Сестра Пэнфилд собиралась войти в кафетерий, когда в коридоре увидела группу людей, среди которых узнала администратора Томаселли, главного хирурга больницы О'Доннела и диетсестру миссис Строуган.
Они быстро вошли в кухню через служебную дверь.
Заметив сестру Пэнфилд, О'Доннел попросил ее присоединиться к ним.
Все произошло очень быстро. Миссис Бэрджес, пожилая женщина, обслуживавшая обедающих на раздаче, через несколько минут уже сидела в кабинете миссис Строуган, расположенном в самом конце кафетерия.
О'Доннел как можно спокойнее разъяснил ей все, а сестре Пэнфилд отдал распоряжения отвести больную в изолятор, запретив ей какие-либо контакты.
Сестра Пэнфилд увела испуганную женщину.
— Что с ней будет, доктор? — спросила О'Доннела расстроенная миссис Строуган.
— Мы будем ее лечить, вот и все, — ответил О'Доннел. — Она будет в изоляторе, ее будут обследовать терапевты. Иногда у носителей брюшного тифа бывает поражен желчный пузырь, в таком случае ей, возможно, понадобится операция. Разумеется, все, кто с ней общался, будут взяты под наблюдение. Об этом позаботится доктор Чандлер.
Уже из кабинета диетсестры Томаселли по телефону отменял перевозку и выписку больных, за исключением тех, кто так или иначе подлежал выписке. Отдав распоряжения, администратор облегченно улыбнулся О'Доннелу. И в заключение крикнул в трубку:
— Скажите им всем, что больница Трех Графств не закрывается!
Томаселли положил трубку и с благодарностью принял из рук миссис Строуган чашку горячего кофе.
— Кстати, миссис Строуган, — промолвил он, — я не имел возможности сообщить вам раньше: на днях вы все-таки получите ваши новые посудомоечные машины.
Глава 24
В огромной мрачной прихожей лакей принял от О'Доннела пальто и шляпу. Что заставляет людей богатых и независимых жить в этих угрюмых стенах, подумал О'Доннел, оглядываясь вокруг. Хотя такому человеку, как Юстас Суэйн, эти темные панели, оленьи рога, тяжелый мрамор стен напоминают о собственном величии и создают, должно быть, иллюзию феодальной власти.

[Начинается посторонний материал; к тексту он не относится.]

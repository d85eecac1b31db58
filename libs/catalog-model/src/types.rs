//! Catalog type definitions
//!
//! Core types shared by the resolver and the coverage auditor:
//! - ReferenceRow / ReferenceTable: range-to-code reference data
//! - CableRecord: one physical cable SKU in the audit database
//! - TerminationRecord: one termination option with its OD window
//! - AuditFinding / FailureReason: audit output
//! - ProductBase / ProductFamily: configurable base products

use serde::{Deserialize, Serialize};
use std::collections::HashMap;
use std::fmt;

// ============================================================================
// Reference Data
// ============================================================================

/// One entry in a range table: a measurement interval mapped to a catalog code
///
/// Bounds are inclusive on both ends and share the unit of the query the
/// table answers (mm for diameter tables, mm2 for cross-section tables).
#[derive(Debug, Clone, Serialize, Deserialize)]
pub struct ReferenceRow {
    /// Lower bound of the interval (inclusive)
    pub lower_bound: f64,

    /// Upper bound of the interval (inclusive), `>= lower_bound`
    pub upper_bound: f64,

    /// Catalog code fragment returned when this row is selected
    pub return_code: String,

    /// Categorical filters that must match exactly for the row to be a
    /// candidate (e.g. conductor type). Empty for pure range tables.
    #[serde(default, skip_serializing_if = "HashMap::is_empty")]
    pub filter_keys: HashMap<String, String>,
}

impl ReferenceRow {
    /// Whether the measurement falls inside the row's interval,
    /// boundary values included
    pub fn contains(&self, measurement: f64) -> bool {
        self.lower_bound <= measurement && measurement <= self.upper_bound
    }

    /// Interval width, used for narrowest-span tie-breaking
    pub fn span(&self) -> f64 {
        self.upper_bound - self.lower_bound
    }

    /// Whether every supplied categorical filter matches this row exactly
    pub fn matches_filters(&self, filters: &[(&str, &str)]) -> bool {
        filters
            .iter()
            .all(|(key, value)| self.filter_keys.get(*key).map(String::as_str) == Some(*value))
    }
}

/// An ordered collection of [`ReferenceRow`] sharing one schema
#[derive(Debug, Clone, Default, Serialize, Deserialize)]
pub struct ReferenceTable {
    /// Rows in load order (row order never affects selection results)
    pub rows: Vec<ReferenceRow>,

    /// Fixed display width for numeric codes from this table.
    /// Zero-padding is a presentation contract of the catalog: conductor
    /// codes print as 2 digits, compression-lug codes as 4.
    #[serde(default, skip_serializing_if = "Option::is_none")]
    pub code_width: Option<usize>,
}

impl ReferenceTable {
    pub fn new(rows: Vec<ReferenceRow>) -> Self {
        Self {
            rows,
            code_width: None,
        }
    }

    pub fn with_code_width(rows: Vec<ReferenceRow>, width: usize) -> Self {
        Self {
            rows,
            code_width: Some(width),
        }
    }

    pub fn is_empty(&self) -> bool {
        self.rows.is_empty()
    }

    pub fn len(&self) -> usize {
        self.rows.len()
    }
}

// ============================================================================
// Audit Database
// ============================================================================

/// One physical cable SKU in the audit database
#[derive(Debug, Clone, Serialize, Deserialize)]
pub struct CableRecord {
    /// Voltage class as printed on the datasheet (not yet normalized)
    pub voltage_class: String,

    /// Conductor cross-section in mm2
    pub cross_section_mm2: f64,

    /// Manufacturer
    pub brand: String,

    /// Commercial cable name
    pub cable_name: String,

    /// Outer diameter over insulation in mm
    pub outer_diameter_mm: f64,
}

/// One termination/fitting option with its cable OD tolerance window
#[derive(Debug, Clone, Serialize, Deserialize)]
pub struct TerminationRecord {
    /// Voltage class label; normalized before any comparison
    pub voltage_class: String,

    /// Catalog part number of the termination
    pub part_number: String,

    /// Minimum accepted cable OD in mm (inclusive)
    pub od_min_mm: f64,

    /// Maximum accepted cable OD in mm (inclusive)
    pub od_max_mm: f64,
}

impl TerminationRecord {
    /// OD window width, used for narrowest-span tie-breaking
    pub fn span(&self) -> f64 {
        self.od_max_mm - self.od_min_mm
    }

    /// Whether the OD falls inside the window, boundaries included
    pub fn accepts(&self, od_mm: f64) -> bool {
        self.od_min_mm <= od_mm && od_mm <= self.od_max_mm
    }
}

// ============================================================================
// Audit Output
// ============================================================================

/// Why a cable failed coverage
#[derive(Debug, Clone, Copy, PartialEq, Eq, Serialize, Deserialize)]
pub enum FailureReason {
    /// No termination window contains the group's median OD
    #[serde(rename = "No Termination Found")]
    NoTerminationFound,

    /// Cable OD below the selected termination's minimum
    #[serde(rename = "Too Thin")]
    TooThin,

    /// Cable OD above the selected termination's maximum
    #[serde(rename = "Too Thick")]
    TooThick,
}

impl fmt::Display for FailureReason {
    fn fmt(&self, f: &mut fmt::Formatter<'_>) -> fmt::Result {
        let label = match self {
            FailureReason::NoTerminationFound => "No Termination Found",
            FailureReason::TooThin => "Too Thin",
            FailureReason::TooThick => "Too Thick",
        };
        write!(f, "{}", label)
    }
}

/// One uncovered cable, as reported by the coverage auditor
#[derive(Debug, Clone, Serialize, Deserialize)]
pub struct AuditFinding {
    pub voltage_class: String,
    pub cross_section_mm2: f64,
    pub brand: String,
    pub cable_name: String,
    pub reason: FailureReason,
}

// ============================================================================
// Base Products
// ============================================================================

/// Assembly recipe a base product follows
#[derive(Debug, Clone, Copy, PartialEq, Eq, Serialize, Deserialize)]
pub enum ProductFamily {
    /// 200 A loadbreak elbow: test point + cable range + conductor + material
    #[serde(rename = "elbow_200a")]
    Elbow200A,

    /// 600 A deadbreak T-body: amp rating + cable range + lug
    #[serde(rename = "tbody_600a")]
    TBody600A,
}

/// One configurable base product from the product catalog
#[derive(Debug, Clone, Serialize, Deserialize)]
pub struct ProductBase {
    /// Normative standard (e.g. "IEEE 386", "IEC")
    pub standard: String,

    /// Voltage class in kV
    pub voltage_class_kv: u16,

    /// Current class in A
    pub current_class_a: u16,

    /// Human-readable product name
    pub display_name: String,

    /// Leading code every part number for this product starts with
    pub base_code: String,

    /// Which assembly recipe applies
    pub family: ProductFamily,
}

#[cfg(test)]
mod tests {
    use super::*;

    #[test]
    fn test_row_contains_is_inclusive() {
        let row = ReferenceRow {
            lower_bound: 15.0,
            upper_bound: 20.0,
            return_code: "2".to_string(),
            filter_keys: HashMap::new(),
        };
        assert!(row.contains(15.0));
        assert!(row.contains(20.0));
        assert!(row.contains(17.3));
        assert!(!row.contains(14.999));
        assert!(!row.contains(20.001));
        assert_eq!(row.span(), 5.0);
    }

    #[test]
    fn test_row_filter_matching() {
        let mut filter_keys = HashMap::new();
        filter_keys.insert("conductor_type".to_string(), "Copper".to_string());

        let row = ReferenceRow {
            lower_bound: 50.0,
            upper_bound: 50.0,
            return_code: "3".to_string(),
            filter_keys,
        };

        assert!(row.matches_filters(&[("conductor_type", "Copper")]));
        assert!(!row.matches_filters(&[("conductor_type", "Aluminum")]));
        // A filter key the row does not carry never matches
        assert!(!row.matches_filters(&[("material", "Copper")]));
        // No filters at all means any row qualifies
        assert!(row.matches_filters(&[]));
    }

    #[test]
    fn test_termination_window() {
        let term = TerminationRecord {
            voltage_class: "25 kV".to_string(),
            part_number: "CSTO-25-A".to_string(),
            od_min_mm: 17.0,
            od_max_mm: 20.0,
        };
        assert!(term.accepts(17.0));
        assert!(term.accepts(20.0));
        assert!(!term.accepts(20.1));
        assert_eq!(term.span(), 3.0);
    }

    #[test]
    fn test_failure_reason_labels() {
        assert_eq!(
            FailureReason::NoTerminationFound.to_string(),
            "No Termination Found"
        );
        assert_eq!(FailureReason::TooThin.to_string(), "Too Thin");
        assert_eq!(FailureReason::TooThick.to_string(), "Too Thick");
    }
}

Что станет с этим домом, когда умрет его владелец? Скорее всего здесь откроют музей или художественную галерею или он просто будет стоять, пустой и заброшенный, как многие подобные здания. О'Доннел подумал, что в этих стенах прошло детство Дениз. Была ли она счастлива здесь?..
— Мистер Суэйн немного устал сегодня, сэр, — прервал его раздумья лакей, — он просил узнать, не возражаете ли вы, если он примет вас в спальне?